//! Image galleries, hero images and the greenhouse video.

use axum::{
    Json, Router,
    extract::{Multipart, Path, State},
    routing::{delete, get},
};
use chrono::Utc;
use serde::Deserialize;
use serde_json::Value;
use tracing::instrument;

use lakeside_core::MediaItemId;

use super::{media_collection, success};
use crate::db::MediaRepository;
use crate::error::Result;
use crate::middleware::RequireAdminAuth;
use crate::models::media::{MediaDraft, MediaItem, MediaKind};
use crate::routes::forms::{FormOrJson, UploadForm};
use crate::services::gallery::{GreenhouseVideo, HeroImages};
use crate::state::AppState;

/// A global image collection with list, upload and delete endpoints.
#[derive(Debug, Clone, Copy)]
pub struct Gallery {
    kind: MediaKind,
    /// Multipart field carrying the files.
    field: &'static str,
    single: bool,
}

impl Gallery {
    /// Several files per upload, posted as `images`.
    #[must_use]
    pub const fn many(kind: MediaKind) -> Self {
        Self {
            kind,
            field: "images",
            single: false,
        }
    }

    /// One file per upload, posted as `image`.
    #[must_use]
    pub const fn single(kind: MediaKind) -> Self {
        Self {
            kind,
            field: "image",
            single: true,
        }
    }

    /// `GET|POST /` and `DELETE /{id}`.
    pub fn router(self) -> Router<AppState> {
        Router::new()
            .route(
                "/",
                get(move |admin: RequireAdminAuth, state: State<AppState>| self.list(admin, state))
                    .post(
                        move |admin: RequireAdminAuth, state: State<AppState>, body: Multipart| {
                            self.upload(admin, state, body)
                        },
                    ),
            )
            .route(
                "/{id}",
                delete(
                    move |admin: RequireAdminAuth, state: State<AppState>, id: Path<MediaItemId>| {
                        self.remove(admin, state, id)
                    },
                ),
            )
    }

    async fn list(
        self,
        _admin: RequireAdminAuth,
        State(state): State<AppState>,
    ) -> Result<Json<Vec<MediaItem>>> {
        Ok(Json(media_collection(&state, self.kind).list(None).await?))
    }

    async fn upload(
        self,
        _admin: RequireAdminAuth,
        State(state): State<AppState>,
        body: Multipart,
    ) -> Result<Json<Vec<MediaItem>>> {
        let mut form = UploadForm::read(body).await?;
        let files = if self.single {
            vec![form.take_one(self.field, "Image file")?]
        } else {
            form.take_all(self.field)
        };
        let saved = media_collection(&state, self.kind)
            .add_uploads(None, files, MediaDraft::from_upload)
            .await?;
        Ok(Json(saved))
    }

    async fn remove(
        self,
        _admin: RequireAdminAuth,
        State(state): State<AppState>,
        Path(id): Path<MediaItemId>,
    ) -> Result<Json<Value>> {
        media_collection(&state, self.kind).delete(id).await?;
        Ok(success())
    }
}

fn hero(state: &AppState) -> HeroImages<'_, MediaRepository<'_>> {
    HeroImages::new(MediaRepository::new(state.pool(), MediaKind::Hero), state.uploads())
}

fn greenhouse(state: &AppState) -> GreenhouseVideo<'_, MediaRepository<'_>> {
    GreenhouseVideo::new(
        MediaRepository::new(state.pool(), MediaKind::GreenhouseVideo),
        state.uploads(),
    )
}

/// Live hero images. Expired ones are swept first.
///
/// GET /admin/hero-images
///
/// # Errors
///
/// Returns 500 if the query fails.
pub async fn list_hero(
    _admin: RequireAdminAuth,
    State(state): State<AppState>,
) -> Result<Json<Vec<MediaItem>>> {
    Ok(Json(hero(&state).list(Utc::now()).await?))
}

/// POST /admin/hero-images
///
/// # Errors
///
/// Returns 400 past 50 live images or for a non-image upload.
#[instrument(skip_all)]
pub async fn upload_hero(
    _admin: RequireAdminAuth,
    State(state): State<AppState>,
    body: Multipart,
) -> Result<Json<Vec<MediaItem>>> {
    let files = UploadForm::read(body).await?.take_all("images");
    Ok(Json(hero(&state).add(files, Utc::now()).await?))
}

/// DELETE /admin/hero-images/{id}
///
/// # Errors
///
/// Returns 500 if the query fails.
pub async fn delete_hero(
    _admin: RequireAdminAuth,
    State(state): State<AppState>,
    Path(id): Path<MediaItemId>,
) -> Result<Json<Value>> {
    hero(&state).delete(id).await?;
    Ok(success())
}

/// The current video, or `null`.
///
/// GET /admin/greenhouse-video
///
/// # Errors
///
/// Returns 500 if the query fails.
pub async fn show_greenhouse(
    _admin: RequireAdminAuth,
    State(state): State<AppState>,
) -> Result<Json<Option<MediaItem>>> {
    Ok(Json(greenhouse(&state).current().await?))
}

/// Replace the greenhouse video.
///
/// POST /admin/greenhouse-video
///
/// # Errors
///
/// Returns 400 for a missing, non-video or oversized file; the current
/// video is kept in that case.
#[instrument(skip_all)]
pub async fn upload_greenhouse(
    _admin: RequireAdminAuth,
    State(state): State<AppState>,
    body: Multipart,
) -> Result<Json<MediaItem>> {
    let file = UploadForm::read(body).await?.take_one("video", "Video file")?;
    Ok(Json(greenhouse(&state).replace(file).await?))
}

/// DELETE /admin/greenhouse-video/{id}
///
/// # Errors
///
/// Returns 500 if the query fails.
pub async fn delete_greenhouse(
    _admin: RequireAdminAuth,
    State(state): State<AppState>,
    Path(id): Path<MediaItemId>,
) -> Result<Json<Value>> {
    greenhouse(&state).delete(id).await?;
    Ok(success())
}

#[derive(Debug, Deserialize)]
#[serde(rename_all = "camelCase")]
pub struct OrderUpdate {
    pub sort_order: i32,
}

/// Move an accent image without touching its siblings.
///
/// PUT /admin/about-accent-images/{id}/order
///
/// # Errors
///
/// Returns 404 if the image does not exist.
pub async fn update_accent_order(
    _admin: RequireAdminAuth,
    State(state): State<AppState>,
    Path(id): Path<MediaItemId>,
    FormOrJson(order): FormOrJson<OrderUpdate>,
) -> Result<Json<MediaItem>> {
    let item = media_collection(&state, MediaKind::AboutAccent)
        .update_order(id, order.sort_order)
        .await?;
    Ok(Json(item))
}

※ ※ ※

### REQUIRED ACTION
When the entries above show the word "None" in a line, copy that line out.

### ANSWER BELOW
        Ok(Json(media_collection(&state, self.kind).list(None).await?))
            .add_uploads(None, files, MediaDraft::from_upload)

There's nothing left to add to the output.